Until such a vocabulary collaboration is established, to support cross-disciplinary understanding, we encourage communities and authors to make their meaning of terms explicit, wherever possible reusing existing definitions and referencing their sources, and only as a last resort by assembling new ‘terms and definitions’ sections for individual documents.

5 Conclusions

This paper has reviewed several selected vocabularies in the Earth (Observation) sciences and identified that although they contain well-considered and consistent definitions in their core terms, their ‘base terms’ are inconsistent with circular definitions. We believe this inconsistency is a consequence of an inefficient approach to vocabulary development, where decentralised vocabulary efforts are later combined and reconciled through larger committees, rather than one where communities derive their vocabularies from within a common framework that facilitates consistency from the start. Furthermore, there are several fundamental and widely used terms in existing vocabularies, e.g. ‘in-situ’, ‘sample’, and ‘observation’, whose definitions are contradictory for different communities that are relevant across the Earth sciences. There are other terms, e.g. ‘interoperability’, ‘analysis ready data’ that describe concepts that cannot meaningfully be captured by a dictionary-style definition but would greatly benefit from a central authoritative source for clarification. We have presented some attempts of defining respective base and core terms in line with our criteria and proposed creating a collaborative initiative to work towards building a thesaurus based on project principles given in the ISO 25964 guidelines.

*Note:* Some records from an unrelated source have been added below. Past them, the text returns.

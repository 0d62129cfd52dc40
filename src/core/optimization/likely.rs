/*!
 * Branch Prediction Hints
 * Help the code generator lay out predictable branches
 */

use super::toolchain::{ActiveToolchain, Toolchain};

/// Annotate `b` as probably equal to `expected`
///
/// Always returns `b` unchanged; only code layout may differ.
///
/// # Example
///
/// ```
/// use perf_hints::branch_hint;
///
/// let x = 3;
/// if branch_hint(x > 0, true) {
///     // fast path
/// }
/// assert!(!branch_hint(false, true));
/// ```
#[inline(always)]
#[must_use]
pub fn branch_hint(b: bool, expected: bool) -> bool {
    ActiveToolchain::expect(b, expected)
}

/// Hint that this branch is likely to be taken
///
/// # Performance
///
/// - **No effect** on unpredictable branches
/// - **Use sparingly**: Only for hot paths with >90% predictability
///
/// # Example
///
/// ```ignore
/// if likely(cache.contains(&key)) {
///     return cache.get(&key); // Fast path, usually taken
/// }
/// slow_lookup(key) // Cold path, rarely taken
/// ```
#[inline(always)]
#[must_use]
pub fn likely(b: bool) -> bool {
    branch_hint(b, true)
}

/// Hint that this branch is unlikely to be taken
///
/// # Example
///
/// ```ignore
/// if unlikely(error.is_some()) {
///     return Err(error.unwrap()); // Cold path, rarely taken
/// }
/// continue_processing() // Fast path, usually taken
/// ```
#[inline(always)]
#[must_use]
pub fn unlikely(b: bool) -> bool {
    branch_hint(b, false)
}

/// Mark the enclosing branch body as rarely executed
///
/// For whole functions prefer [`cold!`](crate::cold).
///
/// ```ignore
/// match value {
///     Some(x) => process(x),
///     None => {
///         cold_path();
///         report_missing();
///     }
/// }
/// ```
#[inline(always)]
pub fn cold_path() {
    ActiveToolchain::cold_path();
}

We believe that such an effort would lead to a thesaurus that is:

5.1 Consistent

Based on a firm foundation of clear base terms. Ambiguity and interpretability would be avoided or made explicit. This objective can be achieved by basing definitions on a single set of preferred terms which are unambiguously and natively defined, and to which additional terms are referenced (ISO 25964–1 clause 15.2.3 acknowledges this aspect).

5.2 Interrelated

With more complex terms building on base terms and establishing clear relationships between terms (parent, sibling, child) avoiding, in particular, circular (child becomes parent) relations. Overlaps between terms that are supposed to delineate more generic concepts (siblings) would be avoided or minimised by clearly defining criteria of differentiation/disambiguation. This concept is described in ISO 25964–1 clause 10.2.

5.3 Understandable

With definitions being made centrally and agreed by all collaborating communities (or through differentiation/disambiguation), the thesaurus will improve the understandability of terminology in interdisciplinary teams. ISO 25964–2 clause 5.1 describes the value of understandability by stating that that a good thesaurus ‘enable[s] an expression formulated using one vocabulary to be converted to a corresponding expression in one or more other vocabularies’.

5.4 Educational

Addressing a human audience, a well-presented thesaurus promotes its adoption as a common conceptual framework by a broader community (e.g. across all Earth sciences). Clear and explanatory definitions, and linkages between words expressed in multiple structural ways, as well as highlighted discussions between communities would satisfy the curiosity of scientists at all career stages to gain knowledge, help communicate more efficiently and encourage productive across-community discussions.

5.5 Updateable

A unified thesaurus with version control at the level of individual terms, opportunities for public comment and discussion, disambiguation links and options for adding new terms, will add significant additional value to the community by providing a persistent while current source of reference. Links for ‘high impact terms’ to framework documents that allow for far more refined definitions and check lists, will also help keep the thesaurus updated.

We strongly encourage the communities engaged in the Earth sciences first and foremost those engaged in multidisciplinary Earth Observation to embark and, where possible, sponsor such an initiative.